[Dataset entries]
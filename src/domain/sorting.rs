//! Transient display ordering for the day view.
//!
//! The canonical order of active habits is the drag order held by the
//! store and changed only through `HabitStore::reorder`. The day view
//! additionally floats unfinished habits to the top for the day being
//! rendered; that sort is recomputed per render and never written back.

use crate::domain::habit::Habit;
use chrono::NaiveDate;

/// Orders habits incomplete-first for rendering a single day.
///
/// Stable within each group: habits keep their drag order among the
/// incomplete and among the completed.
pub fn day_view_order(habits: &[Habit], date: NaiveDate) -> Vec<&Habit> {
    let (complete, incomplete): (Vec<&Habit>, Vec<&Habit>) =
        habits.iter().partition(|h| h.is_completed(date));
    incomplete.into_iter().chain(complete).collect()
}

— Work required —
Only this range is to be output: the line that contains "among the completed." through the last line of the records above, both inclusive.

— Answer below —
/// incomplete and among the completed.
pub fn day_view_order(habits: &[Habit], date: NaiveDate) -> Vec<&Habit> {
    let (complete, incomplete): (Vec<&Habit>, Vec<&Habit>) =
        habits.iter().partition(|h| h.is_completed(date));
    incomplete.into_iter().chain(complete).collect()
}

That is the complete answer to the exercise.